In the middle of a once in a lifetime (from my lips to God’s ear) viral pandemic, my dryer tried to kill itself.
As I scooped dog food out of the 600 lb. bag of dog kibble (I believe in being prepared) I noticed my left cheek burning with the heat of a thousand suns. The heat was radiating out from the side of my stacked dryer.
“That ain’t right,” I whispered to no one. “Sherwood!” I howled. “The dryer is trying to burn the house down!!”
We turned the dryer off. “That’ll fix it,” we said. And it did. Of course the heap of slowly souring laundry cried out for relief, and that’s when I re-discovered the clothesline, clothes pins, and the sweet smell of line-dried clothes.
Things I’ve discovered from hanging laundry after a fifty year hiatus.
1.)   The sky. The wind. The weather. Hanging clothes on a line will put you back in touch with real, unconditioned air. I am one with the elements.
2.)   The smell is beyond science to replicate. I don’t care what chemically treated product you toss into that electric clothes shrinker, outside has a smell all its own: clean, fresh, light, pure.
3.)   My clothes, hanging all in a line, is a task that satisfies my need to work and do and accomplish. I can see a pattern in my doing. It completes me.
4.)   FYI: I want to be wrapped in line-dried sheets upon my death and buried in the back pasture.

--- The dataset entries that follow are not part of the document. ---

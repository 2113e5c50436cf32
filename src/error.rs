//! error.rs — Public error type. Deliberately small: catalog outages and
//! malformed deck entries degrade instead of erroring (see session.rs), so
//! the only thing surfaced to callers is bad input they can correct.

use thiserror::Error;

#[derive(Debug, Error)]
pub enum PredictError {
    /// The single offending call is rejected; session state is untouched.
    #[error("invalid input: {0}")]
    InvalidInput(String),
}
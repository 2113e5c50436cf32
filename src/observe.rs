//! observe.rs — Inbound card events and the immutable observation record.
//!
//! The engine does not parse logs; whatever detects a play hands us a
//! `CardEvent`. We normalize the name once at construction and infer colors
//! only from what the name itself can prove (basic lands).

use chrono::Utc;
use once_cell::sync::Lazy;
use regex::Regex;
use serde::{Deserialize, Serialize};

use crate::catalog::Color;

/// Raw inbound event from the event source (log tail, manual input, ...).
#[derive(Debug, Clone, PartialEq, Serialize, Deserialize)]
pub struct CardEvent {
    pub name: String,
    #[serde(default, skip_serializing_if = "Option::is_none")]
    pub turn: Option<u32>,
    /// Unix seconds; defaults to "now" when the source has no clock.
    #[serde(default, skip_serializing_if = "Option::is_none")]
    pub timestamp: Option<i64>,
}

impl CardEvent {
    pub fn named(name: impl Into<String>) -> Self {
        Self {
            name: name.into(),
            turn: None,
            timestamp: None,
        }
    }

    pub fn on_turn(mut self, turn: u32) -> Self {
        self.turn = Some(turn);
        self
    }
}

/// One observed play. Immutable after creation; appended to the session
/// history in play order and never reordered.
#[derive(Debug, Clone, PartialEq, Serialize)]
pub struct ObservedCard {
    pub name: String,
    pub normalized_name: String,
    pub turn: u32,
    pub ts_unix: i64,
    pub colors: Vec<Color>,
}

impl ObservedCard {
    /// Build from an event, taking the session's current turn as fallback.
    pub fn from_event(event: &CardEvent, session_turn: u32) -> Self {
        let normalized = normalize_name(&event.name);
        let colors = infer_colors(&normalized);
        Self {
            name: event.name.trim().to_string(),
            normalized_name: normalized,
            turn: event.turn.unwrap_or(session_turn),
            ts_unix: event.timestamp.unwrap_or_else(|| Utc::now().timestamp()),
            colors,
        }
    }
}

static NON_WORD: Lazy<Regex> = Lazy::new(|| Regex::new(r"[^\w\s]").expect("normalize regex"));
static MULTI_WS: Lazy<Regex> = Lazy::new(|| Regex::new(r"\s+").expect("whitespace regex"));

/// Lowercase, strip punctuation, collapse whitespace.
/// "Torbran, Thane of Red Fell" → "torbran thane of red fell".
pub fn normalize_name(name: &str) -> String {
    let lower = name.trim().to_lowercase();
    let stripped = NON_WORD.replace_all(&lower, "");
    MULTI_WS.replace_all(stripped.trim(), " ").into_owned()
}

/// Infer colors a card name proves on its own: basic lands (plus the
/// snow-covered variants). Anything else is left to richer event sources.
pub fn infer_colors(normalized: &str) -> Vec<Color> {
    let mut out = Vec::new();
    for (land, color) in [
        ("plains", Color::W),
        ("island", Color::U),
        ("swamp", Color::B),
        ("mountain", Color::R),
        ("forest", Color::G),
    ] {
        if normalized == land || normalized == format!("snowcovered {land}") {
            out.push(color);
        }
    }
    out
}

5.)   Towels dried in the sun become one part Brillo pad and one part sandpaper. Whatever germs are still creeping about on your body after washing with the highly scented, overly artificial soap of modern hygienic practices, a sun-dried towel will scrape those critters right off into the dustbin of history.

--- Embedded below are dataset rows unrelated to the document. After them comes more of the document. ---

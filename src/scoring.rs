//! scoring.rs — The pure scoring engine: one deck profile against the
//! observed evidence. No I/O, no side effects; deterministic given inputs.
//!
//! Six contributions, summed in a fixed order (the order only shapes the
//! human-readable reasoning trace, not the math):
//!   signature matches, key-card matches, color compatibility, curve timing,
//!   meta popularity, and a final multiplicative archetype modifier.

use once_cell::sync::Lazy;
use serde::Serialize;

use crate::catalog::{Archetype, DeckProfile};
use crate::context::GameContext;
use crate::matching::fuzzy_match;
use crate::observe::ObservedCard;

/// Signature hits are near-conclusive, so they count double.
const SIGNATURE_MULTIPLIER: f32 = 2.0;
/// Key cards without an explicit weight from the provider.
const DEFAULT_KEY_WEIGHT: f32 = 50.0;
/// Bonus factor when a key card lands on its expected turn.
const ON_CURVE_FACTOR: f32 = 1.2;
/// A detected color the deck cannot produce. Subtractive, not a veto: the
/// deck stays in the ranking, just buried.
const COLOR_MISMATCH_PENALTY: f32 = -50.0;
const COLOR_EXACT_MATCH: f32 = 25.0 * 1.3;
const COLOR_PARTIAL_MATCH: f32 = 15.0;
/// Flat bonus per observed card found on the deck's expected curve.
const CURVE_HIT_BONUS: f32 = 10.0;

const AGGRO_MULTIPLIER: f32 = 1.2;
const CONTROL_MULTIPLIER: f32 = 1.15;
const RAMP_MULTIPLIER: f32 = 1.25;

/// Cheap interactive spells usually hit the table on turns 1–2.
static EARLY_SPELL_HINTS: Lazy<Vec<&'static str>> =
    Lazy::new(|| vec!["shock", "bolt", "strike", "stomp", "spike", "probe"]);
/// Planeswalkers rarely land before turn 3.
static WALKER_HINTS: Lazy<Vec<&'static str>> = Lazy::new(|| {
    vec![
        "teferi", "chandra", "nissa", "liliana", "jace", "karn", "ugin", "vraska", "kaya",
        "sorin", "ajani",
    ]
});
/// Top-end finishers rarely land before turn 5.
static FINISHER_HINTS: Lazy<Vec<&'static str>> = Lazy::new(|| {
    vec![
        "dragon", "titan", "ulamog", "emrakul", "finale", "craterhoof", "avenger", "zenith",
    ]
});

static CONTROL_KEYWORDS: Lazy<Vec<&'static str>> =
    Lazy::new(|| vec!["counter", "removal", "draw", "wrath", "verdict", "negate"]);
static RAMP_KEYWORDS: Lazy<Vec<&'static str>> =
    Lazy::new(|| vec!["explore", "rampant", "growth", "land", "mana", "cultivate"]);

/// Additive components plus the final multiplier, kept per candidate for
/// explainability and tests.
#[derive(Debug, Clone, Copy, PartialEq, Serialize)]
pub struct ScoreBreakdown {
    pub signature: f32,
    pub key_cards: f32,
    pub colors: f32,
    pub timing: f32,
    pub meta_bonus: f32,
    pub archetype_multiplier: f32,
    /// Deterministic list-consistency metric in [60, 100]. Reported for
    /// diagnostics; not part of the additive total (see DESIGN.md).
    pub consistency: f32,
}

/// Result of scoring one deck against the observed evidence.
#[derive(Debug, Clone, Serialize)]
pub struct ScoreOutcome {
    pub total: f32,
    pub breakdown: ScoreBreakdown,
    pub matched_cards: Vec<String>,
    pub reasoning: Vec<String>,
}

/// Score one deck. `Err` carries the diagnostic reason for a malformed
/// profile; the caller skips that deck and keeps ranking the rest.
pub fn score_deck(
    deck: &DeckProfile,
    observed: &[ObservedCard],
    ctx: &GameContext,
) -> Result<ScoreOutcome, String> {
    deck.validate()?;

    let mut matched_cards: Vec<String> = Vec::new();
    let mut reasoning: Vec<String> = Vec::new();

    // 1) Signature matches. Each signature entry consumes at most one
    //    observed card.
    let mut signature = 0.0f32;
    for sig in &deck.signature_cards {
        if let Some(card) = observed.iter().find(|c| fuzzy_match(&c.name, &sig.name)) {
            let pts = sig.weight * SIGNATURE_MULTIPLIER;
            signature += pts;
            push_match(&mut matched_cards, &card.name);
            reasoning.push(format!("signature '{}' seen (+{:.0})", sig.name, pts));
        }
    }

    // 2) Key cards, with the on-curve timing factor.
    let mut key_cards = 0.0f32;
    for key in &deck.key_cards {
        if let Some(card) = observed.iter().find(|c| fuzzy_match(&c.name, &key.name)) {
            let base = key.weight.unwrap_or(DEFAULT_KEY_WEIGHT);
            let on_curve = played_on_expected_turn(&card.normalized_name, card.turn);
            let pts = if on_curve { base * ON_CURVE_FACTOR } else { base };
            key_cards += pts;
            push_match(&mut matched_cards, &card.name);
            if on_curve {
                reasoning.push(format!("key card '{}' on curve (+{:.0})", key.name, pts));
            } else {
                reasoning.push(format!("key card '{}' seen (+{:.0})", key.name, pts));
            }
        }
    }

    // 3) Color compatibility. A single off-color symbol is a hard negative
    //    signal and short-circuits the rest of the color logic.
    let colors = if ctx.colors_detected.is_empty() {
        0.0
    } else if ctx.colors_detected.iter().any(|c| !deck.colors.contains(c)) {
        reasoning.push("off-color play detected (-50)".to_string());
        COLOR_MISMATCH_PENALTY
    } else if ctx.colors_detected == deck.colors {
        reasoning.push(format!("exact color match (+{COLOR_EXACT_MATCH:.1})"));
        COLOR_EXACT_MATCH
    } else {
        reasoning.push(format!("compatible colors (+{COLOR_PARTIAL_MATCH:.0})"));
        COLOR_PARTIAL_MATCH
    };

    // 4) Curve timing: +10 per observed card found on the expected curve
    //    for its turn.
    let mut timing = 0.0f32;
    for card in observed {
        if let Some(expected) = deck.expected_curve.get(&card.turn) {
            if expected.iter().any(|e| fuzzy_match(&card.name, e)) {
                timing += CURVE_HIT_BONUS;
                reasoning.push(format!("'{}' fits the turn-{} curve (+10)", card.name, card.turn));
            }
        }
    }

    // 5) Meta popularity, tiered.
    let meta_bonus = meta_tier_bonus(deck.meta_share);
    if meta_bonus > 0.0 {
        reasoning.push(format!(
            "meta share {:.1}% (+{:.0})",
            deck.meta_share, meta_bonus
        ));
    }

    // 6) Archetype multiplier over the running total.
    let archetype_multiplier = archetype_multiplier(deck.archetype, ctx);
    if archetype_multiplier != 1.0 {
        reasoning.push(format!("play pattern fits archetype (x{archetype_multiplier:.2})"));
    }

    let sum = signature + key_cards + colors + timing + meta_bonus;
    // Negative partials are allowed; only the final sum is floored.
    let total = sum.max(0.0) * archetype_multiplier;

    Ok(ScoreOutcome {
        total,
        breakdown: ScoreBreakdown {
            signature,
            key_cards,
            colors,
            timing,
            meta_bonus,
            archetype_multiplier,
            consistency: consistency_score(deck),
        },
        matched_cards,
        reasoning,
    })
}

fn push_match(matched: &mut Vec<String>, name: &str) {
    if !matched.iter().any(|m| m == name) {
        matched.push(name.to_string());
    }
}

/// Name-keyed timing heuristics: cheap burn on turns 1–2, planeswalkers
/// turn 3+, big finishers turn 5+.
fn played_on_expected_turn(normalized_name: &str, turn: u32) -> bool {
    if EARLY_SPELL_HINTS.iter().any(|h| normalized_name.contains(h)) {
        return (1..=2).contains(&turn);
    }
    if WALKER_HINTS.iter().any(|h| normalized_name.contains(h)) {
        return turn >= 3;
    }
    if FINISHER_HINTS.iter().any(|h| normalized_name.contains(h)) {
        return turn >= 5;
    }
    false
}

fn meta_tier_bonus(meta_share: f32) -> f32 {
    if meta_share > 15.0 {
        20.0 * 1.5
    } else if meta_share > 10.0 {
        10.0
    } else if meta_share > 5.0 {
        5.0
    } else {
        0.0
    }
}

/// Match the deck's strategic category against the recent play pattern.
fn archetype_multiplier(archetype: Option<Archetype>, ctx: &GameContext) -> f32 {
    let avg_turn = ctx.average_play_turn();
    match archetype {
        Some(Archetype::Aggro) => {
            if ctx.play_pattern.len() >= 2 && avg_turn.is_some_and(|t| t <= 3.0) {
                AGGRO_MULTIPLIER
            } else {
                1.0
            }
        }
        Some(Archetype::Control) => {
            let keyword_seen = ctx
                .play_pattern
                .iter()
                .any(|p| CONTROL_KEYWORDS.iter().any(|k| p.normalized_name.contains(k)));
            if avg_turn.is_some_and(|t| t >= 3.0) && keyword_seen {
                CONTROL_MULTIPLIER
            } else {
                1.0
            }
        }
        Some(Archetype::Ramp) => {
            let keyword_seen = ctx
                .play_pattern
                .iter()
                .any(|p| RAMP_KEYWORDS.iter().any(|k| p.normalized_name.contains(k)));
            if keyword_seen {
                RAMP_MULTIPLIER
            } else {
                1.0
            }
        }
        _ => 1.0,
    }
}

/// Deterministic stand-in for the old random "consistency" placeholder:
/// denser signature/key lists read as more consistent. Range [60, 100].
pub fn consistency_score(deck: &DeckProfile) -> f32 {
    let listed = deck.signature_cards.len() + deck.key_cards.len();
    let density = (listed as f32 / 12.0).min(1.0);
    60.0 + 40.0 * density
}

6.)   Americans got soft the day clothesline-dried towels became electric dryer fluffed cotton balls warmed in the belly of a fossil fuel sucking, fire breathing, lint burner.
7.)   Number six is just a theory.
I pull a wet sheet from the basket, clip it to the line, watch it flap gently in the breeze, and breathe deeply. It smells like my great-grandmother and the sun and the earth and the peace of quiet things done well.
The repairman will be here Monday. Sigh.
Linda (Fresh Scent) Zern

1 comment:

Duffin Fam said...

My dryer also tried to kill itself. I think the same day, the 16th, it was resuscitated on the 20th & is back to being happy again. My microwave however is on its second attempt. Hopefully Monday we can bring him back to life, again, for the second time.